Very tempted to try Fusso coat for winter but it is sold out everywhere.


----------



## IanG (Nov 21, 2007)

Jayswax Ceramic is great it's only a 50ml pot for £25 but it's got to be the easiest wax I have ever used.

It looks great on white


----------



## Andy G (Feb 2, 2006)

Just to throw a spanner in the works 
Adams H20 guard and gloss,
not a wax I'll give you that but leaves a super glossy slippery finish and a doodle to use approx £17 from Prestige car care a supporter on here :wave:


----------



## Jonnybbad (Jun 12, 2013)

Gonna throw HB sauce custom wax creations into the mix you could get 2 fudge pots of different types of wax within your budget 

Sent from my SM-G930F using Tapatalk


----------



## gareth_j (May 26, 2018)

Collinite 845... less than £20 for nearly 500ml, hybrid product (carnauba wax and polymer sealant) can use it on paint, wheels and exhausts. I’ve had good results on glass too although it’s not listed as an application on their website. Tried and tested, you won’t get better bang for buck IMO! Easy on and off too! 


Sent from my iPhone using Tapatalk


----------



## OvEr_KiLL (Mar 2, 2015)

Ross said:


> Very tempted to try Fusso coat for winter but it is sold out everywhere.


nipponshine have it 
http://nipponshine.com/shop/body-sealant/879/
http://nipponshine.com/shop/body-sealant/fusso-coat-light/


----------



## vectra (Feb 3, 2008)

IanG said:


> Jayswax Ceramic is great it's only a 50ml pot for £25 but it's got to be the easiest wax I have ever used.
> 
> It looks great on white


You wouldnt have any pics of this I assume?:wave:


----------



## Mikej857 (Jan 17, 2012)

I'm gonna throw a few in the mix, firstly obsession luminous a high gloss easy to use wax that works great on any colour 

Hbsauce Montan madness or beadmiester both great waxes that will tick all your boxes

ODK Glamour another show wax that's a breeze to use and the scent is enough to make you want to buy it 

Last but certainly not least is the up and coming release of simplewax gloss wax 

All of these can be had for within your budget in varying sizes and all are super easy to use and give the finish you've requested 





Sent from my SM-G930F using Tapatalk


----------



## liamsxa (Nov 3, 2007)

In2detailing ceramic wax incredible great shine and lasts and lasts


----------



## Chris8uck (Apr 27, 2018)

Instead of individual waxes, what's the best brand of waxes?


----------



## Nick-ST (Mar 4, 2013)

Ross said:


> Very tempted to try Fusso coat for winter but it is sold out everywhere.

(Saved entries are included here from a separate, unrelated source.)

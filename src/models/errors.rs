//! Centralized Error Handling Module
//!
//! Every failure surfaced to a caller carries a coarse string code and an
//! HTTP status. Codes are the contract with the browser client; messages are
//! for humans and may change.
//!
//! - UNAUTHORIZED / FORBIDDEN: session problems
//! - VALIDATION_ERROR / NOT_FOUND: bad input
//! - PAYMENT_FAILED / STATUS_CHECK_FAILED: gateway said no
//! - SERVER_ERROR: everything else

use axum::{
    http::StatusCode,
    response::{IntoResponse, Response},
    Json,
};
use std::fmt;
use tracing::error;

use crate::api::types::{ApiError, ApiResponse};

/// Application-wide error type
#[derive(Debug)]
pub struct AppError {
    /// Error code surfaced to clients
    pub code: ErrorCode,
    /// Human-readable message
    pub message: String,
    /// Optional underlying error
    pub source: Option<Box<dyn std::error::Error + Send + Sync>>,
}

impl AppError {
    /// Create a new AppError
    pub fn new(code: ErrorCode, message: impl Into<String>) -> Self {
        Self {
            code,
            message: message.into(),
            source: None,
        }
    }

    /// Create AppError with source error
    pub fn with_source(
        code: ErrorCode,
        message: impl Into<String>,
        source: impl std::error::Error + Send + Sync + 'static,
    ) -> Self {
        Self {
            code,
            message: message.into(),
            source: Some(Box::new(source)),
        }
    }

    /// Get error code as string (for logging)
    pub fn code_str(&self) -> &'static str {
        self.code.as_str()
    }
}

impl fmt::Display for AppError {
    fn fmt(&self, f: &mut fmt::Formatter<'_>) -> fmt::Result {
        write!(f, "[{}] {}", self.code.as_str(), self.message)
    }
}

impl std::error::Error for AppError {
    fn source(&self) -> Option<&(dyn std::error::Error + 'static)> {
        self.source.as_ref().map(|e| e.as_ref() as &(dyn std::error::Error + 'static))
    }
}

/// Error codes returned in the `error.code` field of API responses
#[derive(Debug, Clone, Copy, PartialEq, Eq)]
pub enum ErrorCode {
    /// Missing, expired or invalid session / OTP
    Unauthorized,
    /// Authenticated but not allowed
    Forbidden,
    /// Missing or malformed input
    ValidationError,
    /// Resource not found
    NotFound,
    /// Status change not allowed from the current state
    InvalidTransition,
    /// Transaction reference already settled (only when rejection is enabled)
    DuplicateSettlement,
    /// Liquidation exceeds available funds
    InsufficientFunds,
    /// Too many requests
    RateLimited,
    /// Gateway refused or failed the debit
    PaymentFailed,
    /// Gateway status lookup failed
    StatusCheckFailed,
    /// Mail provider rejected the message
    MailFailed,
    /// Anything else
    ServerError,
}

impl ErrorCode {
    /// Get string representation of error code
    pub fn as_str(&self) -> &'static str {
        match self {
            Self::Unauthorized => "UNAUTHORIZED",
            Self::Forbidden => "FORBIDDEN",
            Self::ValidationError => "VALIDATION_ERROR",
            Self::NotFound => "NOT_FOUND",
            Self::InvalidTransition => "INVALID_TRANSITION",
            Self::DuplicateSettlement => "DUPLICATE_SETTLEMENT",
            Self::InsufficientFunds => "INSUFFICIENT_FUNDS",
            Self::RateLimited => "RATE_LIMITED",
            Self::PaymentFailed => "PAYMENT_FAILED",
            Self::StatusCheckFailed => "STATUS_CHECK_FAILED",
            Self::MailFailed => "MAIL_FAILED",
            Self::ServerError => "SERVER_ERROR",
        }
    }

    /// Get HTTP status code for API responses
    pub fn http_status(&self) -> u16 {
        match self {
            Self::ValidationError => 400,
            Self::Unauthorized => 401,
            Self::Forbidden => 403,
            Self::NotFound => 404,
            Self::InvalidTransition | Self::DuplicateSettlement | Self::InsufficientFunds => 409,
            Self::RateLimited => 429,
            Self::PaymentFailed | Self::StatusCheckFailed | Self::MailFailed => 502,
            Self::ServerError => 500,
        }
    }
}

// ============================================
// Convenience constructors
// ============================================

impl AppError {
    pub fn unauthorized(msg: impl Into<String>) -> Self {
        Self::new(ErrorCode::Unauthorized, msg)
    }

    pub fn forbidden(msg: impl Into<String>) -> Self {
        Self::new(ErrorCode::Forbidden, msg)
    }

    pub fn validation(msg: impl Into<String>) -> Self {
        Self::new(ErrorCode::ValidationError, msg)
    }

    pub fn not_found(msg: impl Into<String>) -> Self {
        Self::new(ErrorCode::NotFound, msg)
    }

    pub fn invalid_transition(msg: impl Into<String>) -> Self {
        Self::new(ErrorCode::InvalidTransition, msg)
    }

    pub fn payment_failed(msg: impl Into<String>) -> Self {
        Self::new(ErrorCode::PaymentFailed, msg)
    }

    pub fn status_check_failed(msg: impl Into<String>) -> Self {
        Self::new(ErrorCode::StatusCheckFailed, msg)
    }

    pub fn server(msg: impl Into<String>) -> Self {
        Self::new(ErrorCode::ServerError, msg)
    }
}

// ============================================
// Result type alias
// ============================================

/// Application Result type
pub type AppResult<T> = Result<T, AppError>;

// ============================================
// Conversion from common error types
// ============================================

impl From<eyre::Report> for AppError {
    fn from(err: eyre::Report) -> Self {
        Self::new(ErrorCode::ServerError, err.to_string())
    }
}

impl From<std::io::Error> for AppError {
    fn from(err: std::io::Error) -> Self {
        Self::with_source(ErrorCode::ServerError, "IO error", err)
    }
}

impl From<rusqlite::Error> for AppError {
    fn from(err: rusqlite::Error) -> Self {
        match err {
            rusqlite::Error::QueryReturnedNoRows => Self::not_found("Record not found"),
            other => Self::with_source(ErrorCode::ServerError, "Database error", other),
        }
    }
}

impl From<reqwest::Error> for AppError {
    fn from(err: reqwest::Error) -> Self {
        if err.is_timeout() {
            Self::new(ErrorCode::ServerError, "Upstream request timed out")
        } else if err.is_connect() {
            Self::new(ErrorCode::ServerError, "Upstream connection failed")
        } else {
            Self::new(ErrorCode::ServerError, err.to_string())
        }
    }
}

impl From<serde_json::Error> for AppError {
    fn from(err: serde_json::Error) -> Self {
        Self::with_source(ErrorCode::ServerError, "JSON parse error", err)
    }
}

impl From<csv::Error> for AppError {
    fn from(err: csv::Error) -> Self {
        Self::with_source(ErrorCode::ServerError, "CSV export error", err)
    }
}

impl From<rust_decimal::Error> for AppError {
    fn from(err: rust_decimal::Error) -> Self {
        Self::with_source(ErrorCode::ServerError, "Stored amount is not a decimal", err)
    }
}

impl IntoResponse for AppError {
    fn into_response(self) -> Response {
        if self.code == ErrorCode::ServerError {
            error!(code = self.code_str(), source = ?self.source, "❌ {}", self.message);
        }

        let status =
            StatusCode::from_u16(self.code.http_status()).unwrap_or(StatusCode::INTERNAL_SERVER_ERROR);
        let body = ApiResponse::error(
            ApiError {
                code: self.code.as_str().to_string(),
                message: self.message,
                details: None,
            },
            0.0,
        );

        (status, Json(body)).into_response()
    }
}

https://www.ebay.co.uk/itm/SOFT99-FUSSO-Coat-12-Months-PTFE-Anti-Corrosion-Waterproof-Light-Color-Car-Wax/253358999438?hash=item3afd5f878e%3Ag%3A4cMAAOSw-U1aVfEZ&LH_PrefLoc=1&_sop=15&_sacat=0&_nkw=fusso&_from=R40&rt=nc

For me it would either be Fusso or Autoglym HD Wax


----------



## Ross (Apr 25, 2007)

My GF has a new car coming next week and the dealers has been told not to touch it,can't decide between Bilt Hamber DSW or Fusso as an LSP. 
I do really like DSW but I have see so many rave reviews about Fusso I want to see if it lives up to the hype.


----------



## IanG (Nov 21, 2007)

vectra said:


> You wouldnt have any pics of this I assume?:wave:


Sorry didn't take any photo's


----------